Politique
La visite du président syrien en France suscite une vive polémique politique
Emmanuel Macron défend sa décision d’accueillir le dirigeant syrien à Paris, tandis que l’opposition dénonce une provocation inacceptable.
L’Élysée s’apprête à recevoir ce mercredi le président syrien par intérim Ahmad al-Chareh, marquant ainsi sa première visite officielle en Occident depuis son arrivée au pouvoir. Cette rencontre intervient dans un contexte particulièrement sensible, alors que la Syrie peine à se reconstruire après des années de conflit et que des accusations d’exactions pèsent sur certains éléments de la coalition au pouvoir.
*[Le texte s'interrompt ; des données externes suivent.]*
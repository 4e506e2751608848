//! Turns statement markup into Markdown-flavoured plain text.

use crate::document::Block;
use scraper::ElementRef;

/// Renders the inline content of `element`: entities decoded, whitespace
/// collapsed, emphasis and code spans kept as Markdown markers.
pub fn inline_text(element: ElementRef<'_>) -> String {
    let mut out = String::new();
    push_children(element, &mut out);
    finish(&out)
}

/// Contents of a `<pre>` block with surrounding blank lines removed.
pub fn preformatted_text(element: ElementRef<'_>) -> String {
    let raw = element.text().collect::<String>().replace("\r\n", "\n");
    let lines: Vec<&str> = raw.lines().map(str::trim_end).collect();
    lines.join("\n").trim_matches('\n').to_string()
}

/// Strips the Markdown markers [`inline_text`] adds.
pub fn plain(text: &str) -> String {
    text.replace("**", "").replace('`', "")
}

pub fn is_sample_label(text: &str) -> bool {
    let label = plain(text).trim().to_ascii_uppercase();
    let label = label.trim_end_matches(':').trim_end();
    label == "SAMPLE INPUT" || label == "SAMPLE OUTPUT"
}

fn push_children(element: ElementRef<'_>, out: &mut String) {
    for child in element.children() {
        if let Some(text) = child.value().as_text() {
            push_text(out, text);
        } else if let Some(child) = ElementRef::wrap(child) {
            push_element(child, out);
        }
    }
}

fn push_element(element: ElementRef<'_>, out: &mut String) {
    match element.value().name() {
        "br" => {
            let trimmed = out.trim_end_matches(' ').len();
            out.truncate(trimmed);
            out.push('\n');
        }
        "strong" | "b" => push_wrapped(element, "**", out),
        "em" | "i" => push_wrapped(element, "*", out),
        "code" | "tt" => push_wrapped(element, "`", out),
        "sup" => {
            out.push('^');
            push_children(element, out);
        }
        "sub" => {
            out.push('_');
            push_children(element, out);
        }
        "script" | "style" | "img" => {}
        _ => push_children(element, out),
    }
}

fn push_wrapped(element: ElementRef<'_>, marker: &str, out: &mut String) {
    let mut inner = String::new();
    push_children(element, &mut inner);

    let trimmed = inner.trim();
    if trimmed.is_empty() {
        push_text(out, &inner);
        return;
    }
    if inner.starts_with(' ') {
        push_text(out, " ");
    }
    out.push_str(marker);
    out.push_str(trimmed);
    out.push_str(marker);
    if inner.ends_with(' ') {
        push_text(out, " ");
    }
}

fn push_text(out: &mut String, text: &str) {
    for c in text.chars() {
        if c.is_whitespace() {
            if !out.ends_with(' ') && !out.ends_with('\n') {
                out.push(' ');
            }
        } else {
            out.push(c);
        }
    }
}

fn finish(text: &str) -> String {
    text.lines()
        .map(str::trim)
        .collect::<Vec<_>>()
        .join("\n")
        .trim()
        .to_string()
}

/// Walks a statement container and splits it into blocks.
///
/// Sample `pre.in` / `pre.out` elements and their labels are skipped; they
/// are collected separately.
#[derive(Default)]
pub struct BlockCollector {
    blocks: Vec<Block>,
    pending: String,
}

impl BlockCollector {
    pub fn collect(mut self, container: ElementRef<'_>) -> Vec<Block> {
        self.walk(container);
        self.flush();
        self.blocks
    }

    fn walk(&mut self, container: ElementRef<'_>) {
        for child in container.children() {
            if let Some(text) = child.value().as_text() {
                push_text(&mut self.pending, text);
                continue;
            }
            let Some(element) = ElementRef::wrap(child) else {
                continue;
            };

            match element.value().name() {
                "h1" | "h2" | "h3" | "h4" | "h5" | "h6" => {
                    self.flush();
                    let text = plain(&inline_text(element));
                    if !text.is_empty() && !is_sample_label(&text) {
                        self.blocks.push(Block::Heading(text));
                    }
                }
                "p" => {
                    self.flush();
                    self.push_paragraph(inline_text(element));
                }
                "ul" | "ol" => {
                    self.flush();
                    for item in element.children().filter_map(ElementRef::wrap) {
                        let text = inline_text(item);
                        if !text.is_empty() {
                            self.blocks.push(Block::ListItem(text));
                        }
                    }
                }
                "pre" => {
                    self.flush();
                    let is_sample = element
                        .value()
                        .classes()
                        .any(|class| class == "in" || class == "out");
                    if !is_sample {
                        let code = preformatted_text(element);
                        if !code.is_empty() {
                            self.blocks.push(Block::Code(code));
                        }
                    }
                }
                "div" | "span" | "section" | "center" | "blockquote" | "article" => {
                    self.flush();
                    self.walk(element);
                    self.flush();
                }
                "script" | "style" | "img" | "hr" => {}
                _ => push_element(element, &mut self.pending),
            }
        }
    }

    fn flush(&mut self) {
        if self.pending.is_empty() {
            return;
        }
        let text = finish(&std::mem::take(&mut self.pending));
        self.push_paragraph(text);
    }

    fn push_paragraph(&mut self, text: String) {
        if !text.is_empty() && !is_sample_label(&text) {
            self.blocks.push(Block::Paragraph(text));
        }
    }
}

#[cfg(test)]
mod tests {
    use super::*;
    use scraper::{Html, Selector};

    fn first<'a>(html: &'a Html, css: &str) -> ElementRef<'a> {
        html.select(&Selector::parse(css).unwrap()).next().unwrap()
    }

    #[test]
    fn decodes_entities_and_keeps_emphasis() {
        let html = Html::parse_fragment(
            "<p>Bessie&nbsp;has  <strong>N</strong> cows &amp; <em>M</em>\n  farms&lt;3</p>",
        );
        assert_eq!(
            inline_text(first(&html, "p")),
            "Bessie has **N** cows & *M* farms<3"
        );
    }

    #[test]
    fn exponents_and_indices_stay_readable() {
        let html = Html::parse_fragment("<p>N &le; 10<sup>9</sup> and a<sub>i</sub> &gt; 0</p>");
        assert_eq!(inline_text(first(&html, "p")), "N ≤ 10^9 and a_i > 0");
    }

    #[test]
    fn line_breaks_survive() {
        let html = Html::parse_fragment("<p>first line <br> second line</p>");
        assert_eq!(inline_text(first(&html, "p")), "first line\nsecond line");
    }

    #[test]
    fn preformatted_keeps_inner_layout() {
        let html = Html::parse_fragment("<pre class=\"in\">\n3 2\n1  2 3\n</pre>");
        assert_eq!(preformatted_text(first(&html, "pre")), "3 2\n1  2 3");
    }

    #[test]
    fn collector_skips_samples_and_labels() {
        let html = Html::parse_fragment(
            r#"<div id="s">Intro text <strong>here</strong>
            <h4>INPUT FORMAT</h4>
            <p>Two integers.</p>
            <ul><li>one</li><li>two</li></ul>
            <h5>SAMPLE INPUT:</h5><pre class="in">1 2</pre>
            <h5>SAMPLE OUTPUT:</h5><pre class="out">3</pre>
            <pre>a = b</pre>
            </div>"#,
        );
        let blocks = BlockCollector::default().collect(first(&html, "#s"));
        assert_eq!(
            blocks,
            vec![
                Block::Paragraph("Intro text **here**".to_string()),
                Block::Heading("INPUT FORMAT".to_string()),
                Block::Paragraph("Two integers.".to_string()),
                Block::ListItem("one".to_string()),
                Block::ListItem("two".to_string()),
                Block::Code("a = b".to_string()),
            ]
        );
    }

    #[test]
    fn sample_labels_in_any_case() {
        assert!(is_sample_label("**SAMPLE INPUT:**"));
        assert!(is_sample_label("Sample Output"));
        assert!(!is_sample_label("SCORING"));
    }
}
Du côté de l’exécutif français, on justifie cette démarche diplomatique par des impératifs stratégiques. Le ministre des Affaires étrangères a souligné la nécessité de maintenir un canal de communication avec Damas pour lutter efficacement contre le terrorisme, contrôler les flux migratoires et stabiliser la région. Selon lui, refuser tout dialogue équivaudrait à prendre le risque de voir renaître des groupes comme Daech et compromettre la sécurité de la France.
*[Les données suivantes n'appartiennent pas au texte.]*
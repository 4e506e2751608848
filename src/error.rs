use std::path::PathBuf;
use thiserror::Error;

#[derive(Error, Debug)]
pub enum AppError {
    #[error("Configuration error: {0}")]
    Config(#[from] ConfigError),

    #[error("Network error: {0}")]
    Client(#[from] ClientError),

    #[error("Extraction error: {0}")]
    Scraper(#[from] ScraperError),

    #[error("Output error: {0}")]
    Output(#[from] OutputError),

    #[error("IO error: {0}")]
    Io(#[from] std::io::Error),

    #[error("Serialization error: {0}")]
    Serde(#[from] serde_json::Error),
}

impl AppError {
    /// Short tag used in log records and for the process exit code.
    pub fn kind(&self) -> &'static str {
        match self {
            AppError::Config(_) => "config",
            AppError::Client(_) => "network",
            AppError::Scraper(_) => "extraction",
            AppError::Output(OutputError::FileExists(_)) => "conflict",
            AppError::Output(_) => "output",
            AppError::Io(_) => "io",
            AppError::Serde(_) => "serde",
        }
    }

    pub fn exit_code(&self) -> i32 {
        match self.kind() {
            "network" => 2,
            "extraction" => 3,
            "conflict" => 4,
            _ => 1,
        }
    }
}

#[derive(Error, Debug)]
pub enum ConfigError {
    #[error("Failed to read config file: {0}")]
    FileRead(#[from] std::io::Error),

    #[error("Failed to parse config: {0}")]
    Parse(#[from] toml::de::Error),

    #[error("Missing required configuration: {0}")]
    MissingField(String),

    #[error("Invalid configuration value: {0}")]
    InvalidValue(String),
}

#[derive(Error, Debug)]
pub enum ClientError {
    #[error("Failed to build client: {0}")]
    BuildError(String),

    #[error("Request failed: {0}")]
    RequestFailed(String),

    #[error("Request timed out: {0}")]
    Timeout(String),

    #[error("Response error {status_code}: {message}")]
    ResponseError { status_code: u16, message: String },

    #[error("Invalid URL: {0}")]
    InvalidUrl(String),
}

#[derive(Error, Debug)]
pub enum ScraperError {
    #[error("Could not locate the {0} on the page")]
    MissingSection(&'static str),

    #[error("Found {inputs} sample inputs but {outputs} sample outputs")]
    SampleMismatch { inputs: usize, outputs: usize },

    #[error("Selector error: {0}")]
    SelectorError(String),
}

#[derive(Error, Debug)]
pub enum OutputError {
    #[error("File already exists: {} (use --overwrite to replace it)", .0.display())]
    FileExists(PathBuf),

    #[error("File name contains invalid characters: {0}")]
    InvalidFileName(String),

    #[error("File must be a markdown or text file, got: {0}")]
    UnsupportedExtension(String),

    #[error("Nothing to save yet, scrape a problem first")]
    EmptyPreview,

    #[error("Directory does not exist: {}", .0.display())]
    MissingDirectory(PathBuf),

    #[error("Failed to write {}: {source}", path.display())]
    Write {
        path: PathBuf,
        #[source]
        source: std::io::Error,
    },
}

pub type Result<T> = std::result::Result<T, AppError>;
use crate::client::{Client, ClientBuilder};
use crate::config::Config;
use crate::document::ProblemDocument;
use crate::error::{ClientError, Result};
use crate::scraper::{ProblemLayout, Scraper, UsacoLayout};
use crate::writer::{self, OutputTarget};
pub use crate::log_info;
use std::path::PathBuf;

/// Fetch, extract and write, one problem per call.
pub struct Pipeline {
    config: Config,
    client: Client,
    layout: Box<dyn ProblemLayout + Send + Sync>,
}

impl Pipeline {
    pub fn new(config: &Config) -> Result<Self> {
        let client = ClientBuilder::from_config(&config.client)?
            .base_url(&config.site.base_url)
            .build()?;

        Ok(Self {
            config: config.clone(),
            client,
            layout: Box::new(UsacoLayout::new(&config.site.base_url)),
        })
    }

    pub fn config(&self) -> &Config {
        &self.config
    }

    /// Fetches `url` and extracts the problem from it.
    pub async fn scrape(&self, url: &str) -> Result<ProblemDocument> {
        let url = url.trim();
        let site = &self.config.site;
        if site.restrict_to_site && !site.is_problem_url(url) {
            return Err(ClientError::InvalidUrl(format!(
                "URL must start with {} and contain {}: {}",
                site.base_url, site.problem_marker, url
            ))
            .into());
        }

        log_info!("[pipeline] Fetching {}", url);
        let response = self.client.get(url).await?;
        log_info!(
            "[pipeline] Received response: Status: {}, Content Length: {} bytes",
            response.status,
            response.content.len()
        );

        Scraper::new(&response.content).extract(self.layout.as_ref(), Some(url))
    }

    /// Full run: scrape `url` and write it to `target`.
    pub async fn run(&self, url: &str, target: &OutputTarget) -> Result<PathBuf> {
        let doc = self.scrape(url).await?;
        writer::write_document(&doc, target)
    }
}

#[cfg(test)]
mod tests {
    use super::*;
    use crate::client::tests::{serve_once, unreachable_url};
    use crate::error::{AppError, ScraperError};

    const PROBLEM: &str = include_str!("../fixtures/viewproblem.html");
    const RESULTS: &str = include_str!("../fixtures/results_page.html");

    fn local_pipeline() -> Pipeline {
        let mut config = Config::default();
        config.site.restrict_to_site = false;
        config.client.timeout_secs = 5;
        Pipeline::new(&config).unwrap()
    }

    fn target(dir: &std::path::Path) -> OutputTarget {
        OutputTarget {
            save: None,
            default_dir: dir.to_path_buf(),
            default_name: "README.md".to_string(),
            overwrite: false,
        }
    }

    #[tokio::test]
    async fn writes_problem_page() {
        let dir = tempfile::tempdir().unwrap();
        let url = serve_once("200 OK", PROBLEM);

        let path = local_pipeline().run(&url, &target(dir.path())).await.unwrap();

        let written = std::fs::read_to_string(path).unwrap();
        assert!(written.starts_with("# [Problem 1. Candy Cane Feast]"));
        assert!(written.contains("## Sample 1"));
    }

    #[tokio::test]
    async fn non_problem_page_writes_nothing() {
        let dir = tempfile::tempdir().unwrap();
        let url = serve_once("200 OK", RESULTS);

        let err = local_pipeline().run(&url, &target(dir.path())).await.unwrap_err();

        assert!(matches!(
            err,
            AppError::Scraper(ScraperError::MissingSection(_))
        ));
        assert!(!dir.path().join("README.md").exists());
    }

    #[tokio::test]
    async fn unreachable_url_stops_before_extraction() {
        let dir = tempfile::tempdir().unwrap();

        let err = local_pipeline()
            .run(&unreachable_url(), &target(dir.path()))
            .await
            .unwrap_err();

        assert!(matches!(err, AppError::Client(_)));
        assert_eq!(std::fs::read_dir(dir.path()).unwrap().count(), 0);
    }

    #[tokio::test]
    async fn off_site_url_is_rejected_without_request() {
        let pipeline = Pipeline::new(&Config::default()).unwrap();
        let err = pipeline
            .scrape("https://example.com/index.php?page=viewproblem2")
            .await
            .unwrap_err();
        assert!(matches!(err, AppError::Client(ClientError::InvalidUrl(_))));
    }
}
Mais cette position officielle ne fait pas l’unanimité. Les critiques fusent de toutes parts, particulièrement dans les rangs de l’opposition. Certains élus de droite qualifient cette invitation de « lourde erreur », tandis que des représentants de l’extrême-droite évoquent une « provocation » et rappellent les anciens liens supposés du dirigeant syrien avec des organisations terroristes. La polémique a même gagné l’hémicycle de l’Assemblée nationale, où des débats houleux ont eu lieu à ce sujet.
Face à ces accusations, le président français maintient sa position. Il assure avoir pleinement conscience du passé controversé de certains responsables syriens et promet d’aborder frontalement la question des violations des droits de l’homme durant les discussions. Son équipe précise qu’il exigera des garanties concrètes sur le jugement des auteurs d’exactions contre les civils et sur la lutte contre l’impunité. Cette visite, loin d’être un simple geste protocolaire, s’inscrirait donc dans une stratégie globale visant à stabiliser la région et protéger les intérêts français.